The influences of a proxy mathematics curriculum
The content of the national curriculum is often supplemented by additional information from the Ministry of Education. For example, the NDP were trialled in the early 2000s and expanded as professional development to most schools during the resource production and professional development phases. Consequently, the NDP has dominated the teaching and learning of Number in New Zealand primary schools for the past 12 or more years. Much has been written about the NDP, and Walls (2004) provided a comprehensive curriculum and political critique of the early phases. While the NDP has been variously praised and criticised (Anthony & Walshaw, 2007), the most sustained critique relates to the use of ability grouping within mathematics lessons and the serious effects for student learning (Anthony & Hunter, 2017; Anthony & Walshaw, 2007; Walls, 2004). Due to the influence of the information presented to teachers, some aspects of the NDP have been, and continue to be, a proxy curriculum; that is, to stand in as official curriculum information for teachers. Important curriculum artefacts of the NDP are the Number Framework and the series of teacher books. The Number Framework “embodies most of the achievement aims and objectives in levels 1 to 4” (Ministry of Education, 2008, p. 1) but it plays a major role in setting out the organisation of content for the learning of number (Ministry of Education, 2008, pp. 15–22), and in naming progressions of learning as Stages.

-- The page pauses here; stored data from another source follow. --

/// Merges the target requested for a cutover with the one recorded by the
/// seed stage. Unset fields fall back to the recorded value; set fields
/// must match it.
fn resolve_target(
    bucket: &str,
    requested: &RelocationTarget,
    recorded: &RelocationTarget,
) -> Result<RelocationTarget, RelocateError> {
    let conflicts = |requested: &Option<String>, recorded: &Option<String>| {
        requested.is_some() && requested != recorded
    };

    if conflicts(&requested.location, &recorded.location)
        || conflicts(&requested.storage_class, &recorded.storage_class)
    {
        return Err(RelocateError::TargetMismatch {
            bucket: bucket.to_string(),
            recorded: recorded.clone(),
            requested: requested.clone(),
        });
    }
    Ok(recorded.clone())
}
//! Capture and restore of bucket-level configuration.
//!
//! The snapshot is taken at the end of the seed stage, persisted by the
//! state crate, and applied to the recreated source bucket during the
//! cutover.

use bucket_relocate_gateway::StorageGateway;
use bucket_relocate_models::{MetadataSnapshot, RelocationTarget, Versioning};

use crate::RelocateError;

/// Reads every bucket-level configuration document of `bucket`.
///
/// `target` is recorded alongside so the cutover can run without repeating
/// the location and storage class.
///
/// # Errors
///
/// Returns [`RelocateError::Gateway`] if any document cannot be read.
pub async fn capture(
    gateway: &dyn StorageGateway,
    bucket: &str,
    target: &RelocationTarget,
) -> Result<MetadataSnapshot, RelocateError> {
    let snapshot = MetadataSnapshot {
        bucket: bucket.to_string(),
        captured_at: chrono::Utc::now(),
        target: target.clone(),
        acl: gateway.bucket_acl(bucket).await?,
        website: gateway.website(bucket).await?,
        logging: gateway.logging(bucket).await?,
        cors: gateway.cors(bucket).await?,
        versioning: gateway.versioning(bucket).await?,
    };

    log::info!(
        "  captured metadata for {bucket}: {} grant(s), website={}, logging={}, {} CORS rule(s), versioning={}",
        snapshot.acl.grants.len(),
        snapshot.website.is_configured(),
        snapshot.logging.is_configured(),
        snapshot.cors.len(),
        snapshot.versioning
    );
    Ok(snapshot)
}

/// Applies `snapshot` to `bucket`.
///
/// The ACL and CORS rules are always written. The website configuration
/// is written only if it names a main page suffix or a not-found page,
/// logging only if it names both a log bucket and a prefix, and versioning
/// only if the snapshot had it enabled.
///
/// # Errors
///
/// Returns [`RelocateError::Gateway`] if any document cannot be written.
pub async fn restore(
    gateway: &dyn StorageGateway,
    bucket: &str,
    snapshot: &MetadataSnapshot,
) -> Result<(), RelocateError> {
    gateway.set_bucket_acl(bucket, &snapshot.acl).await?;

    if snapshot.website.is_configured() {
        gateway.set_website(bucket, &snapshot.website).await?;
        log::info!("  restored website configuration on {bucket}");
    }

    if snapshot.logging.is_configured() {
        gateway.set_logging(bucket, &snapshot.logging).await?;
        log::info!("  restored access logging on {bucket}");
    }

    gateway.set_cors(bucket, &snapshot.cors).await?;

    if snapshot.versioning.is_enabled() {
        gateway.set_versioning(bucket, Versioning::Enabled).await?;
        log::info!("  re-enabled versioning on {bucket}");
    }

    Ok(())
}

#[cfg(test)]
mod tests {
    use super::*;
    use bucket_relocate_gateway::memory::{GatewayCall, MemoryGateway, MetadataDocument};
    use bucket_relocate_models::{
        AclDocument, CorsRule, Grant, Grantee, LoggingConfig, WebsiteConfig,
    };

    fn configured_source(gw: &MemoryGateway) {
        gw.insert_bucket("demo", Versioning::Enabled);
        gw.update_bucket("demo", |b| {
            b.acl = AclDocument {
                owner: Some(Grantee {
                    kind: "CanonicalUser".to_string(),
                    id: Some("owner-id".to_string()),
                    ..Grantee::default()
                }),
                grants: vec![Grant {
                    grantee: Grantee {
                        kind: "Group".to_string(),
                        uri: Some("http://acs.amazonaws.com/groups/global/AllUsers".to_string()),
                        ..Grantee::default()
                    },
                    permission: "READ".to_string(),
                }],
            };
            b.website = WebsiteConfig {
                main_page_suffix: Some("index.html".to_string()),
                not_found_page: None,
            };
            b.logging = LoggingConfig {
                log_bucket: Some("logs".to_string()),
                log_object_prefix: None,
            };
            b.cors = vec![CorsRule {
                allowed_origins: vec!["*".to_string()],
                allowed_methods: vec!["GET".to_string()],
                ..CorsRule::default()
            }];
        });
    }

    #[tokio::test]
    async fn capture_reads_every_document() {
        let gw = MemoryGateway::new();
        configured_source(&gw);
        let target = RelocationTarget {
            location: Some("eu".to_string()),
            storage_class: None,
        };

        let snapshot = capture(&gw, "demo", &target).await.unwrap();
        assert_eq!(snapshot.bucket, "demo");
        assert_eq!(snapshot.target, target);
        assert_eq!(snapshot.acl.grants.len(), 1);
        assert_eq!(snapshot.website.main_page_suffix.as_deref(), Some("index.html"));
        assert_eq!(snapshot.cors.len(), 1);
        assert_eq!(snapshot.versioning, Versioning::Enabled);
    }

    #[tokio::test]
    async fn restore_applies_only_configured_documents() {
        let gw = MemoryGateway::new();
        configured_source(&gw);
        let snapshot = capture(&gw, "demo", &RelocationTarget::default())
            .await
            .unwrap();

        gw.insert_bucket("fresh", Versioning::Disabled);
        gw.clear_calls();
        restore(&gw, "fresh", &snapshot).await.unwrap();

        let restored = gw.bucket("fresh").unwrap();
        assert_eq!(restored.acl, snapshot.acl);
        assert_eq!(restored.website, snapshot.website);
        assert_eq!(restored.cors, snapshot.cors);
        assert_eq!(restored.versioning, Versioning::Enabled);
        assert_eq!(
            restored.logging,
            LoggingConfig::default(),
            "logging without a prefix is not restored"
        );
        assert!(!gw.calls().contains(&GatewayCall::SetMetadata {
            bucket: "fresh".to_string(),
            document: MetadataDocument::Logging,
        }));
    }

    #[tokio::test]
    async fn disabled_versioning_is_left_alone() {
        let gw = MemoryGateway::new();
        gw.insert_bucket("demo", Versioning::Disabled);
        let snapshot = capture(&gw, "demo", &RelocationTarget::default())
            .await
            .unwrap();

        gw.insert_bucket("fresh", Versioning::Disabled);
        gw.clear_calls();
        restore(&gw, "fresh", &snapshot).await.unwrap();

        assert!(
            !gw.calls()
                .iter()
                .any(|c| matches!(c, GatewayCall::SetVersioning { .. }))
        );
        assert!(
            !gw.calls().contains(&GatewayCall::SetMetadata {
                bucket: "fresh".to_string(),
                document: MetadataDocument::Website,
            })
        );
    }
}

An initial content analysis of the Number Framework and the information for teachers has identified two problematic aspects of alignment.
First, the Number Framework organises the content into two distinct sections: Strategies and Knowledge. The Strategies section “describes the mental processes students use to estimate answers and solve operational problems with numbers” (Ministry of Education, 2008, p. 1) and is organised into three “Operational domains” of Addition and Subtraction, Multiplication and Division, and Proportions and Ratios (pp. 15–17). The Knowledge section “describes the key items of knowledge that students need to learn” (Ministry of Education, 2008, p. 1) and is organised into five categories (pp. 18–22). In some respects, the attention on strategies reflected 20 years of research on mental calculation processes and the learning opportunities afforded when children verbally describe their thinking during number tasks (Anthony & Walshaw, 2007; McIntosh, Reys, & Reys, 1992). This was also considered important at a time where “children may be encouraged to develop their mathematical thinking through active engagement in working things out, rather than following learned or prescribed procedures” (Walls, 2004, p. 34). The separation of strategies and knowledge into different sections is an unusual if not unique approach to mathematics curriculum design. A predictable consequence of this separation is a focus on specific strategies of the Number Framework, such as counting strategies (in Stages 1–4) and named strategies (such as rounding and compensating, reversibility, equal additions, standard place value partitioning in the so-called Additive and Multiplicative Stages (Stages 5–7) (Ministry of Education, 2008, p. 16). Walls pointed out that the NDP emphasised the “deliberate teaching of a range of predetermined strategies” (2004, p. 34), and she warned against a hierarchy of more sophisticated solution processes rather than processes related to the contextual relevance of a task.
The strategies are also heavily implicated in assessment of learning and in assigning children into specific stages. The assessment tasks provided by the Ministry of Education overwhelmingly focus on “the many story-shell examples provided” in the NDP materials (Walls, 2004, p. 35). According to the strategy observed by the teacher, a child’s thinking is assigned a specific stage of the Number Framework. The associated assessment tools of the NDP set up specific expectations of strategy use in order to “move to the next stage” with some assessment items stipulating performance criteria such as children use only mental processes without support from any materials or written recording, or that children must demonstrate at least two different strategies for a task. In addition, teachers report that the original professional development emphasised that children needed to move sequentially through each stage. Consequently, the hierarchical nature of the Number Framework when tied to grouping practices serves
to label children according to pseudo ability categorisations as evident in teacher references to children as ‘additive thinkers’ or ‘at Stage 3’ rather than being described, for example, as ‘thinking additively, she counted the dots one at a time’. (Anthony & Hunter, 2017, p. 74)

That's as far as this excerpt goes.